Scheme 1-4. Molecular structures of β-substituted porphyrins. 

Later in 2007, the same group reported another series of porphyrin sensitizers with the best performer GD2 (Scheme 1-4) obtaining impressive efficiency of η = 7.1% with liquid electrolytes.[111] Kim and co-workers applied this strategy of attaching the π-conjugated linker at β-position of the porphyrin ring to design doubly anchored porphyrin sensitizers. They revealed that zinc porphyrin 2b-bdta-Zn (Scheme 1-4) with double malonic acid linkers effectively enhance the electron injection and retarded charge recombination.[112] The similar group in 2011, reported β-functionalized push-pull zinc poprhyrins with diarylamino donor, tda-2b-bd-Zn (Scheme 1-4) presenting the best performance of η = 7.5% which is comparable with N3 dye (η = 7.7%) under the similar conditions.[113] In 2013, the same group

also reported β-Ethynylbenzoic acid substituted push–pull porphyrins, ZnEP1 and ZnEP2 (Scheme 1-5). Surprisingly ZnEP1 with single anchoring arm (η = 5.9%) performed better than ZnEP2 with η = 4.0%. The overall conversion efficiency of ZnEP1 was comparable with YD1 (η = 6.2%).[114]

  Scheme 1-5. Molecular structures of β-substituted porphyrins.

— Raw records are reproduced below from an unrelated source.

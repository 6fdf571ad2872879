//! CSV rendering of listing records

use crate::output::reconcile::ConsolidatedDataset;
use crate::output::OutputResult;
use crate::storage::ListingRecord;
use serde::Serialize;
use std::io;
use std::path::{Path, PathBuf};

/// Columns of a per-location CSV file
pub const LISTING_COLUMNS: [&str; 4] = ["name", "website", "phone", "address"];

/// Columns of the consolidated CSV file
pub const CONSOLIDATED_COLUMNS: [&str; 5] = ["name", "website", "phone", "address", "location"];

#[derive(Serialize)]
struct ListingRow<'a> {
    name: Option<&'a str>,
    website: Option<&'a str>,
    phone: Option<&'a str>,
    address: Option<&'a str>,
}

impl<'a> From<&'a ListingRecord> for ListingRow<'a> {
    fn from(record: &'a ListingRecord) -> Self {
        Self {
            name: record.name.as_deref(),
            website: record.website.as_deref(),
            phone: record.phone.as_deref(),
            address: record.address.as_deref(),
        }
    }
}

#[derive(Serialize)]
struct ConsolidatedRow<'a> {
    name: Option<&'a str>,
    website: Option<&'a str>,
    phone: Option<&'a str>,
    address: Option<&'a str>,
    location: &'a str,
}

/// The header is written explicitly so an empty input still yields one
fn writer<W: io::Write>(out: W) -> csv::Writer<W> {
    csv::WriterBuilder::new().has_headers(false).from_writer(out)
}

/// Writes a header row then one row per record; absent fields are empty cells
pub fn write_listing_rows<W: io::Write>(records: &[ListingRecord], out: W) -> OutputResult<()> {
    let mut csv = writer(out);
    csv.write_record(LISTING_COLUMNS)?;
    for record in records {
        csv.serialize(ListingRow::from(record))?;
    }
    csv.flush()?;
    Ok(())
}

/// Writes the consolidated dataset with a trailing `location` column
pub fn write_consolidated_rows<W: io::Write>(
    dataset: &ConsolidatedDataset,
    out: W,
) -> OutputResult<()> {
    let mut csv = writer(out);
    csv.write_record(CONSOLIDATED_COLUMNS)?;
    for entry in dataset.records() {
        let record = &entry.record;
        csv.serialize(ConsolidatedRow {
            name: record.name.as_deref(),
            website: record.website.as_deref(),
            phone: record.phone.as_deref(),
            address: record.address.as_deref(),
            location: entry.location.name(),
        })?;
    }
    csv.flush()?;
    Ok(())
}

/// Sibling CSV path for a JSON artifact
pub fn csv_path_for(artifact: &Path) -> PathBuf {
    artifact.with_extension("csv")
}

In a report, Pizzotti and co-workers synthesized five β-substituted porphyrins with ethynylphenyl linker and different anchoring acid groups and compared their DSSC performance with meso-substituted porphyrin derivatives.[115] They have shown that, zinc porphyrin 4 (Scheme 5) attained η = 4.6%, while the push-pull zinc porphyrin 5 (Scheme 1-5), achieved overall conversion efficiency of 4.7%. They also stated that the efficiency of 5 is better than the meso derivative (η = 4.2%). Although some of the above mentioned dyes show that β-substituted porphyrins performed better than meso-substituted porphyrins, their progress is limited to the overall conversion efficiency of 7.5%. Also it is noteworthy that the π-conjugation at the β-substituted porphyrins has a narrow effect to extend the absorption spectra to greater wavelengths. These results encourage researchers to change the design of extending the π-conjugation through functionalization the porphyrins at meso-position. 

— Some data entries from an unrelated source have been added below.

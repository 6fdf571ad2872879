//! Collected data
//!
//! These types are written to result artifacts as-is, so their field names
//! are part of the on-disk format.

use crate::locations::Location;
use crate::state::local_now;
use chrono::NaiveDateTime;
use serde::{Deserialize, Serialize};

/// One business listing
///
/// Every field is optional: a field that could not be extracted is `None`
/// and serialized as `null`.
#[derive(Debug, Clone, Default, PartialEq, Eq, Hash, Serialize, Deserialize)]
pub struct ListingRecord {
    pub name: Option<String>,
    pub website: Option<String>,
    pub phone: Option<String>,
    pub address: Option<String>,
}

impl ListingRecord {
    /// Returns true if no field was extracted
    pub fn is_empty(&self) -> bool {
        self.name.is_none() && self.website.is_none() && self.phone.is_none() && self.address.is_none()
    }
}

/// Everything collected for one location in one crawl
#[derive(Debug, Clone, PartialEq, Eq, Serialize, Deserialize)]
pub struct LocationResult {
    pub location: Location,
    pub scrape_date: NaiveDateTime,
    pub total_restaurants: usize,
    pub restaurants: Vec<ListingRecord>,
}

impl LocationResult {
    /// Wraps the records of a finished crawl, stamped with the current time
    pub fn new(location: Location, records: Vec<ListingRecord>) -> Self {
        Self {
            location,
            scrape_date: local_now(),
            total_restaurants: records.len(),
            restaurants: records,
        }
    }

    pub fn records(&self) -> &[ListingRecord] {
        &self.restaurants
    }
}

b) Attachment through meso-position

The concept of the meso ethynyl substituted porphyrins was first reported by Anderson[116]

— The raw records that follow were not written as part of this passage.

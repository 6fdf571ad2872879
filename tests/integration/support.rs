//! Shared fixtures

use listing_harvest::config::{parse_config, SelectorConfig};
use listing_harvest::crawler::{Coordinator, CrawlSettings, Pacer};
use listing_harvest::driver::{ClickAction, MemoryElement, MemorySession};
use listing_harvest::storage::{JsonCheckpointStore, ResultStore};
use std::path::{Path, PathBuf};

/// One listing on a scripted results page
pub enum Listing {
    /// Opens a detail view with this name and address
    Named(&'static str, &'static str),
    /// Clicking it fails
    Broken,
}

pub fn settings() -> CrawlSettings {
    let config = parse_config("[search]\ncategory = \"Caribbean restaurants\"\n").unwrap();
    CrawlSettings::from_config(&config).unwrap()
}

/// Adds a single results page for `location`, reached by its search URL
pub fn with_location(
    mut session: MemorySession,
    location: &str,
    listings: &[Listing],
) -> MemorySession {
    let s: SelectorConfig = settings().selectors;
    let key = location.to_lowercase().replace(' ', "-");

    let mut elements = Vec::new();
    for (index, listing) in listings.iter().enumerate() {
        let id = format!("{}-listing-{}", key, index + 1);
        match listing {
            Listing::Named(name, address) => {
                let detail = format!("{}-detail-{}", key, index + 1);
                session = session.with_detail(
                    detail.clone(),
                    vec![
                        MemoryElement::new(format!("{}-name", detail))
                            .matching(&s.name)
                            .text(*name),
                        MemoryElement::new(format!("{}-address", detail))
                            .matching(&s.address_labeled)
                            .text(*address),
                        MemoryElement::new(format!("{}-close", detail))
                            .matching(&s.detail_close)
                            .on_click(ClickAction::CloseDetail),
                    ],
                );
                elements.push(
                    MemoryElement::new(id)
                        .matching(&s.listing)
                        .on_click(ClickAction::OpenDetail(detail)),
                );
            }
            Listing::Broken => elements.push(
                MemoryElement::new(id)
                    .matching(&s.listing)
                    .on_click(ClickAction::Fail("element is not clickable".into())),
            ),
        }
    }

    let search_term = format!("in+{}", location.replace(' ', "+"));
    session
        .with_page(
            key.clone(),
            vec![MemoryElement::new(format!("{}-container", key))
                .matching(&s.listings_container)
                .children(elements)],
        )
        .route(search_term, key)
}

pub fn checkpoint_path(dir: &Path) -> PathBuf {
    dir.join("scraper_progress.json")
}

pub fn result_store(dir: &Path) -> ResultStore {
    ResultStore::new(dir.join("results"), "restaurants")
}

pub fn coordinator(
    session: MemorySession,
    dir: &Path,
) -> Coordinator<MemorySession, JsonCheckpointStore> {
    Coordinator::new(
        session,
        JsonCheckpointStore::new(checkpoint_path(dir)),
        result_store(dir),
        settings(),
        Pacer::disabled(),
    )
}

and Therian.[117] The first meso-substituted free base porphyrin for DSSC application was reported in 2000 by Cherain and Wasmer[118] with η = 3.5%. After a long gap, in 2007 Galoppini et al. reported tetrachelated zinc porphyrins with meta-substituted linker on four meso positions to suppress dye aggregation. To solve the porphyrin aggregation, 3,5-di-tert-butylphenyl group were introduced at the meso-positions of the porphyrin ring. Following this concept, Yeh and co-workers designed and synthesized a library of meso- and β-substituted porphyrins with carboxyl anchoring group. Their study revealed that dyes with meso-substituents are better in terms of efficiency than their β-substituent counterparts. They designed dye YD1 (Scheme 1-6), a push-pull porphyrin with a D-π-A skeleton, having diphenylamine as donor group, porphyrin chromophore as a π spacer and 4-ethynylbenzoic acid as acceptor group, to achieve 6.0% efficiency under AM 1.5 G illumination.[119] It is noteworthy that it is comparable with N3 dye (η = 6.1%) under the similar conditions. The superlative performance of YD1 reflects its remarkable short-circuit photocurrent density (Jsc) which arises from the large IPCEs broadly extending beyond 700 nm. The electron donor in YD1 plays a role not only spectrally to extend the absorption to a greater wavelength but also spatially pushing the excited electrons towards TiO2 for an improved separation of charge. Another promising porphyrin YD2 (Scheme 1-6) based on design of YD1 is reported by the same group with the tert-butyl groups were replaced by hexyl chains in the diphenylamine donor. The device performance of YD2 was improved to η = 6.8%. The electron donating nature of the amino substituents in YD1 and YD2 appears to be accountable for their higher open-circuit voltage (Voc).